Bayberry and wild rose mingled with sea-beach odours as the car emerged from the lane and came out in a large clearing. This was bounded on three sides by forest, on the fourth by dazzling blue water; at the edge of the trees on the right was a group of trailers—neat houses on wheels, their steps facing the woods. Opposite them, across the clearing, were tents, and a long row of cars. A narrow gangway led from the shore out to a big, barnlike structure, whence proceeded sounds of immense activity; hammering, shouting, and the metallic bray of barbaric music. The old pier was completely surrounded by water, which came up to within a foot or two of its floor beams; the tops of the piles on which it had been built looked as fragile as cobwebs.

“So that's the theatre.” Sanderson, having climbed out of the coupé, stood staring at the weatherworn façade, with its gaping doorway.

“That's it. I suppose, with all this water around, they don't feel the need of any fire laws up here.” Mitchell walked to the left, and thoughtfully surveyed the row of glassless, shuttered windows. “You jump in the water, or you climb down the piles to the sand depending on the state of the tide. No gallery, nor anything; just that door. Well, well.”

He turned, and glanced curiously about him. The only human beings in sight were some men in jeans, working at a telephone pole behind the last trailer, down by the shore; and a solitary female figure in the middle of the clearing, sitting motionless on a stump.

CHAPTER SEVEN

Mr. Atwood Performs

A
S THEY APPROACHED
, she watched them steadily; but she showed no other sign of interest until, evidently recognising Sanderson, she called out in a deep contralto voice with a rasp in it: “Where's the boy?”

“I'm sorry to bring you bad news, Mrs. Atwood.” Sanderson was abrupt, though civil enough. “He's dead.”

Mrs.

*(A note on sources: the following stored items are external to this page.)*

//! Print settings.

use cr3atdr_slicer::SliceAxis;
use serde::{Deserialize, Serialize};

use crate::error::{GcodeError, Result};

/// How E values are written.
#[derive(Debug, Clone, Copy, PartialEq, Eq, Default, Serialize, Deserialize)]
#[serde(rename_all = "lowercase")]
pub enum ExtrusionMode {
    /// `M83`: each move carries the filament it pushes.
    #[default]
    Relative,
    /// `M82`: each move carries the absolute extruder position.
    Absolute,
}

/// Printer and process settings for one generation run.
///
/// Lengths are in mm, speeds in mm/s, temperatures in °C. Every field has a
/// default, so partial TOML or JSON documents deserialize cleanly.
#[derive(Debug, Clone, PartialEq, Serialize, Deserialize)]
#[serde(default)]
pub struct PrintSettings {
    /// Nozzle diameter, also used as the extrusion line width.
    pub nozzle_diameter: f64,
    /// Layer height.
    pub layer_height: f64,
    /// Print move speed.
    pub print_speed: f64,
    /// Travel move speed.
    pub travel_speed: f64,
    /// Retraction length.
    pub retraction_length: f64,
    /// Retraction speed.
    pub retraction_speed: f64,
    /// Bed temperature.
    pub bed_temp: u32,
    /// Nozzle temperature.
    pub nozzle_temp: u32,
    /// Part cooling fan PWM (0-255), switched on after the first layer.
    pub fan_speed: u8,
    /// Height of the skirt.
    pub initial_layer_height: f64,
    /// Print speed for the skirt.
    pub initial_layer_speed: f64,
    /// Z lift during travel moves.
    pub z_hop_height: f64,
    /// Lift and retract during travel moves.
    pub use_z_hop: bool,
    /// Speed of vertical z-hop moves.
    pub z_hop_speed: f64,
    /// Number of skirt loops.
    pub skirt_line_count: u32,
    /// Gap between the model footprint and the innermost skirt loop.
    pub skirt_distance: f64,
    /// Mesh axis used as print height.
    pub slice_axis: SliceAxis,
    /// E value convention.
    pub extrusion_mode: ExtrusionMode,
    /// Support generation request. Accepted but not generated.
    pub generate_supports: bool,
    /// Overhang angle for support detection (degrees).
    pub support_overhang_angle: f64,
    /// Append a statistics comment block before the end sequence.
    pub include_stats: bool,
}

impl Default for PrintSettings {
    fn default() -> Self {
        Self {
            nozzle_diameter: 0.4,
            layer_height: 0.2,
            print_speed: 60.0,
            travel_speed: 120.0,
            retraction_length: 5.0,
            retraction_speed: 45.0,
            bed_temp: 60,
            nozzle_temp: 200,
            fan_speed: 255,
            initial_layer_height: 0.3,
            initial_layer_speed: 30.0,
            z_hop_height: 0.2,
            use_z_hop: true,
            z_hop_speed: 50.0,
            skirt_line_count: 2,
            skirt_distance: 4.0,
            slice_axis: SliceAxis::Z,
            extrusion_mode: ExtrusionMode::Relative,
            generate_supports: false,
            support_overhang_angle: 45.0,
            include_stats: false,
        }
    }
}

fn positive(name: &str, value: f64) -> Result<()> {
    if value.is_finite() && value > 0.0 {
        Ok(())
    } else {
        Err(GcodeError::InvalidSettings(format!(
            "{name} must be positive, got {value}"
        )))
    }
}

fn non_negative(name: &str, value: f64) -> Result<()> {
    if value.is_finite() && value >= 0.0 {
        Ok(())
    } else {
        Err(GcodeError::InvalidSettings(format!(
            "{name} must not be negative, got {value}"
        )))
    }
}

impl PrintSettings {
    /// Validate settings.
    pub fn validate(&self) -> Result<()> {
        positive("nozzle_diameter", self.nozzle_diameter)?;
        positive("layer_height", self.layer_height)?;
        positive("initial_layer_height", self.initial_layer_height)?;
        positive("print_speed", self.print_speed)?;
        positive("travel_speed", self.travel_speed)?;
        positive("initial_layer_speed", self.initial_layer_speed)?;
        positive("retraction_speed", self.retraction_speed)?;
        positive("z_hop_speed", self.z_hop_speed)?;
        non_negative("retraction_length", self.retraction_length)?;
        non_negative("z_hop_height", self.z_hop_height)?;
        non_negative("skirt_distance", self.skirt_distance)?;
        if !(0.0..=90.0).contains(&self.support_overhang_angle) {
            return Err(GcodeError::InvalidSettings(
                "support_overhang_angle must be between 0 and 90 degrees".into(),
            ));
        }
        Ok(())
    }

    /// Parse settings from TOML, filling unspecified fields with defaults.
    pub fn from_toml_str(s: &str) -> Result<Self> {
        let settings: Self = toml::from_str(s)?;
        settings.validate()?;
        Ok(settings)
    }

    /// Serialize settings to TOML.
    pub fn to_toml_string(&self) -> Result<String> {
        Ok(toml::to_string_pretty(self)?)
    }
}

#[cfg(test)]
mod tests {
    use super::*;

    #[test]
    fn test_defaults_are_valid() {
        let s = PrintSettings::default();
        assert!(s.validate().is_ok());
        assert_eq!(s.skirt_line_count, 2);
        assert!(s.use_z_hop);
    }

    #[test]
    fn test_invalid_settings() {
        let s = PrintSettings {
            layer_height: -0.1,
            ..Default::default()
        };
        assert!(s.validate().is_err());

        let s = PrintSettings {
            travel_speed: f64::NAN,
            ..Default::default()
        };
        assert!(s.validate().is_err());

        let s = PrintSettings {
            retraction_length: -1.0,
            ..Default::default()
        };
        assert!(s.validate().is_err());
    }

    #[test]
    fn test_partial_toml() {
        let s = PrintSettings::from_toml_str(
            "layer_height = 0.5\nuse_z_hop = false\nslice_axis = \"y\"\nextrusion_mode = \"absolute\"\n",
        )
        .unwrap();
        assert_eq!(s.layer_height, 0.5);
        assert!(!s.use_z_hop);
        assert_eq!(s.slice_axis, SliceAxis::Y);
        assert_eq!(s.extrusion_mode, ExtrusionMode::Absolute);
        assert_eq!(s.nozzle_temp, 200);
    }

    #[test]
    fn test_toml_rejects_invalid_values() {
        assert!(PrintSettings::from_toml_str("nozzle_diameter = 0.0").is_err());
        assert!(PrintSettings::from_toml_str("layer_height = \"thin\"").is_err());
    }

    #[test]
    fn test_toml_roundtrip() {
        let s = PrintSettings {
            fan_speed: 128,
            ..Default::default()
        };
        let text = s.to_toml_string().unwrap();
        assert_eq!(PrintSettings::from_toml_str(&text).unwrap(), s);
    }

    #[test]
    fn test_json_overrides() {
        let s: PrintSettings = serde_json::from_str(r#"{"skirt_line_count": 0}"#).unwrap();
        assert_eq!(s.skirt_line_count, 0);
        assert_eq!(s.print_speed, 60.0);
    }
}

Atwood's expression, which seemed normally to be one of faint disgust, did not alter. She was a woman in her late thirties, thin, large-boned, with a long, narrow face. Her features were badly modelled, her teeth lightly prominent, and her hair a dull and improbable yellow; but somehow she contrived to look handsome. She had made no concession whatever to the picnic conditions about her; being dressed in a figured silk costume, pale silk stockings, high-heeled slippers without toes, and an extraordinary hat like a fragment of rolled-up towelling. She was brilliantly made up, and long green earrings hung from her ears.

After a moment she remarked: “Well; it was bound to happen.”

“If you hadn't encouraged him in this theatre idea, perhaps it might not have happened quite so soon, or in quite such a ghastly way.” Sanderson's tone was bitter.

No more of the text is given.